EasyJet aims to expand its market share in France by one percentage point each year from 14 percent today. A new base in Hamburg will boost the number of aircraft flying out of Germany, Europe’s biggest economy, to 12 by 2014, by which time the U.K. carrier will run 243 routes to and from the two countries.
“We are shaking the tree,” French regional director Francoise Bacchetta said in an interview at EasyJet’s Luton base near London. Airports and passengers are proving receptive despite “long-term habits” of dealing with the same operator.
Mounting losses have forced network airlines to slash jobs and shift short-haul operations to stand-alone units including Transavia, Hop! and Germanwings. EasyJet Chief Executive Officer Carolyn McCall has intensified efforts to siphon off business passengers by offering allocated seats, flexible tickets, fast-tracking and higher frequencies on key routes.
Her strategy has been rewarded with an 83 percent stock gain this year, the second-best annual return since the company first sold shares to the public more than a decade ago, spurring its market value to 5.57 billion pounds ($9 billion).
Some 11 million of EasyJet’s 58 million customers in fiscal 2013 booked business-class seats.
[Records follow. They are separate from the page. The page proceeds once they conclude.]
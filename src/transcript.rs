use std::fs::File;
use std::io::{BufRead, BufReader, BufWriter, Write};
use std::path::Path;

use log::{debug, trace, warn};
use once_cell::sync::Lazy;
use regex::Regex;

use crate::errors::{AppError, SubtitleError};
use crate::subtitle_processor::{format_time, SubtitleEntry};

// @module: Transcript scanning and cue accumulation

// @const: Timestamp marker regex (MM:SS, H:MM:SS or HH:MM:SS, whole line)
static TIMESTAMP_REGEX: Lazy<Regex> = Lazy::new(|| {
    Regex::new(r"^[0-9]{1,2}:[0-9]{2}(?::[0-9]{2})?$").unwrap()
});

/// Every cue is shown for this long, whatever the gap to the next marker
pub const CUE_DURATION_SECS: u64 = 2;

/// Whether a (trimmed) line is a timestamp marker
pub fn is_timestamp_marker(line: &str) -> bool {
    TIMESTAMP_REGEX.is_match(line)
}

/// Convert a timestamp token to elapsed seconds.
///
/// Two parts are read as MM:SS and three as HH:MM:SS. A component that is not
/// a number counts as zero, and any other part count yields zero.
pub fn parse_timestamp(token: &str) -> u64 {
    let component = |part: &str| -> u64 {
        part.parse().unwrap_or_else(|_| {
            warn!("Treating malformed timestamp component '{}' in '{}' as zero", part, token);
            0
        })
    };

    let parts: Vec<&str> = token.split(':').collect();
    match parts.as_slice() {
        [minutes, seconds] => elapsed(0, component(minutes), component(seconds)),
        [hours, minutes, seconds] => {
            elapsed(component(hours), component(minutes), component(seconds))
        }
        _ => 0,
    }
}

/// Strict counterpart of [`parse_timestamp`] that reports malformed input
pub fn try_parse_timestamp(token: &str) -> Result<u64, SubtitleError> {
    let component = |part: &str| -> Result<u64, SubtitleError> {
        let malformed = || SubtitleError::MalformedTimestamp {
            token: token.to_string(),
            component: part.to_string(),
        };
        if part.is_empty() || !part.bytes().all(|b| b.is_ascii_digit()) {
            return Err(malformed());
        }
        part.parse().map_err(|_| malformed())
    };

    let parts: Vec<&str> = token.split(':').collect();
    match parts.as_slice() {
        [minutes, seconds] => Ok(elapsed(0, component(minutes)?, component(seconds)?)),
        [hours, minutes, seconds] => {
            Ok(elapsed(component(hours)?, component(minutes)?, component(seconds)?))
        }
        _ => Err(SubtitleError::InvalidTimestampShape(token.to_string())),
    }
}

fn elapsed(hours: u64, minutes: u64, seconds: u64) -> u64 {
    hours
        .saturating_mul(3600)
        .saturating_add(minutes.saturating_mul(60))
        .saturating_add(seconds)
}

/// Counters describing one pass over a transcript
#[derive(Debug, Default, Clone, Copy, PartialEq, Eq)]
pub struct ConversionSummary {
    /// Lines fed to the transducer
    pub lines_seen: usize,
    /// Lines dropped because no timestamp had been seen yet
    pub lines_discarded: usize,
    /// Cues flushed with text
    pub cues_emitted: usize,
    /// Timestamps that never collected a body line
    pub empty_cues_dropped: usize,
}

#[derive(Debug)]
enum CueState {
    Idle,
    Open { start_secs: u64, body: Vec<String> },
}

/// Line-to-cue state machine for a single conversion.
///
/// Lines go in one at a time through [`CueTransducer::push_line`]; a finished
/// cue comes out whenever a new timestamp closes the previous one. Call
/// [`CueTransducer::finish`] at end of input to flush the last cue.
#[derive(Debug)]
pub struct CueTransducer {
    state: CueState,
    next_seq_num: usize,
    strict_timestamps: bool,
    summary: ConversionSummary,
}

impl Default for CueTransducer {
    fn default() -> Self {
        Self::new()
    }
}

impl CueTransducer {
    pub fn new() -> Self {
        Self::with_strict_timestamps(false)
    }

    /// In strict mode a malformed timestamp component is an error instead of zero
    pub fn with_strict_timestamps(strict_timestamps: bool) -> Self {
        CueTransducer {
            state: CueState::Idle,
            next_seq_num: 1,
            strict_timestamps,
            summary: ConversionSummary::default(),
        }
    }

    /// Feed one input line. Returns the previous cue when this line is a
    /// timestamp that closes it.
    pub fn push_line(&mut self, line: &str) -> Result<Option<SubtitleEntry>, SubtitleError> {
        self.summary.lines_seen += 1;
        let trimmed = line.trim();

        if is_timestamp_marker(trimmed) {
            let start_secs = if self.strict_timestamps {
                try_parse_timestamp(trimmed)?
            } else {
                parse_timestamp(trimmed)
            };
            let previous = std::mem::replace(
                &mut self.state,
                CueState::Open { start_secs, body: Vec::new() },
            );
            return Ok(self.flush(previous));
        }

        match &mut self.state {
            CueState::Idle => {
                self.summary.lines_discarded += 1;
                trace!("Discarding line {} before first timestamp", self.summary.lines_seen);
            }
            // Blank lines are kept too and show up as extra spaces once joined
            CueState::Open { body, .. } => body.push(trimmed.to_string()),
        }

        Ok(None)
    }

    /// Flush the cue still open at end of input, if it has any text.
    /// The transducer is idle afterwards.
    pub fn finish(&mut self) -> Option<SubtitleEntry> {
        let last = std::mem::replace(&mut self.state, CueState::Idle);
        self.flush(last)
    }

    pub fn summary(&self) -> &ConversionSummary {
        &self.summary
    }

    fn flush(&mut self, state: CueState) -> Option<SubtitleEntry> {
        match state {
            CueState::Idle => None,
            CueState::Open { start_secs, body } if body.is_empty() => {
                self.summary.empty_cues_dropped += 1;
                debug!("Dropping cue at {} with no text", format_time(start_secs));
                None
            }
            CueState::Open { start_secs, body } => {
                let entry = SubtitleEntry::from_seconds(
                    self.next_seq_num,
                    start_secs,
                    start_secs.saturating_add(CUE_DURATION_SECS),
                    body.join(" "),
                );
                self.next_seq_num += 1;
                self.summary.cues_emitted += 1;
                Some(entry)
            }
        }
    }
}

/// Convert transcript lines into subtitle entries, reading timestamps leniently
pub fn convert_lines<I, S>(lines: I) -> Result<Vec<SubtitleEntry>, SubtitleError>
where
    I: IntoIterator<Item = S>,
    S: AsRef<str>,
{
    let mut transducer = CueTransducer::new();
    let mut entries = Vec::new();

    for line in lines {
        if let Some(entry) = transducer.push_line(line.as_ref())? {
            entries.push(entry);
        }
    }
    entries.extend(transducer.finish());

    Ok(entries)
}

/// Convert an in-memory transcript into subtitle entries
pub fn convert_str(content: &str) -> Result<Vec<SubtitleEntry>, SubtitleError> {
    convert_lines(content.lines())
}

/// Stream a transcript into SRT, writing each cue as soon as it is flushed.
/// Cues already written stay in the output if a later line fails.
pub fn convert_reader<R: BufRead, W: Write>(
    reader: R,
    mut writer: W,
    strict_timestamps: bool,
) -> Result<ConversionSummary, AppError> {
    let mut transducer = CueTransducer::with_strict_timestamps(strict_timestamps);

    for line in reader.lines() {
        let line = line.map_err(AppError::Read)?;
        if let Some(entry) = transducer.push_line(&line)? {
            write!(writer, "{}", entry).map_err(AppError::Write)?;
        }
    }
    if let Some(entry) = transducer.finish() {
        write!(writer, "{}", entry).map_err(AppError::Write)?;
    }
    writer.flush().map_err(AppError::Write)?;

    Ok(*transducer.summary())
}

/// Convert a transcript file into an SRT file.
///
/// The input is opened before the output is created, so a missing input
/// never leaves an empty subtitle file behind.
pub fn convert_file<P1: AsRef<Path>, P2: AsRef<Path>>(
    input_path: P1,
    output_path: P2,
    strict_timestamps: bool,
) -> Result<ConversionSummary, AppError> {
    let input_path = input_path.as_ref();
    let output_path = output_path.as_ref();

    let input = File::open(input_path).map_err(|source| AppError::InputOpen {
        path: input_path.to_path_buf(),
        source,
    })?;
    let output = File::create(output_path).map_err(|source| AppError::OutputCreate {
        path: output_path.to_path_buf(),
        source,
    })?;

    convert_reader(BufReader::new(input), BufWriter::new(output), strict_timestamps)
}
McCall estimates about 86 million short-haul passengers flying from Europe’s top 20 airports each year could migrate to discount from network carriers. EasyJet flew 4.3 million people in November, up from
4.1 million a year earlier, with a seat occupancy of 89 percent.
EasyJet today has 960 employees and 25 aircraft based in France, up from five jets in 2002. The carrier became the largest operator this year at Nice on the French Riviera. The airline is among the top two operators at eight out of ten of France’s biggest airports, Bacchetta said, adding that Air France still controls 40 percent of the market.
“The thing is in France, there is no French low-cost airline, so we try to be the French low-cost airline.” he said. “We saw the opportunity in the regions especially.”
Air France-KLM is considering reducing frequencies, shutting routes and adjusting prices for flights from provincial bases in southern France created just a year ago.
“Given the amount of disruption and seemingly interminable adjustments to the short-haul strategies of both Air France-KLM and Lufthansa, EasyJet should be able to continue to build out its fleet and route growth in France and Germany,” Investec James Hollins said by e-mail.
France lags behind the rest of Europe, with the low-cost carriers accounting for 26 percent of capacity versus an average of 42 percent across the continent, Bacchetta said. EasyJet operates 27 domestic routes there today, competing with Air France’s regional unit Hop!, which was created last year from three disparate airlines and offers point-to-point services with a fleet of 98 regional planes.
Air France is also switching services to the Transavia low-cost subsidiary created by KLM, which provides non-hub flights using Boeing Co. 737s to transport mainly leisure passengers.
In Germany, where Lufthansa is ceding short-haul flights outside the Frankfurt and Munich hubs to its Germanwings unit, EasyJet is the fifth-largest carrier, with a 3.5 percent market share. By the end of 2014 the airline will employ close to 500 people in Germany, regional director Thomas Haagensen said.
“Our customers are used to comparing prices, are used to the low-cost concept, so it’s almost easier to grow from that basis,” Haagensen said.
Germanwings has responded to the low-cost challenge, saying last month that it will add six destinations from Hamburg from the middle of next year, including Rome and Toulouse. EasyJet in turn is targeting corporate passengers with refined schedules and new routes linking Hamburg to financial centers including Milan and Copenhagen, the executive said.
“There is great potential to stimulate the demand and increase the traffic,” Haagensen said. “Our objective is not to steal market share from anyone.”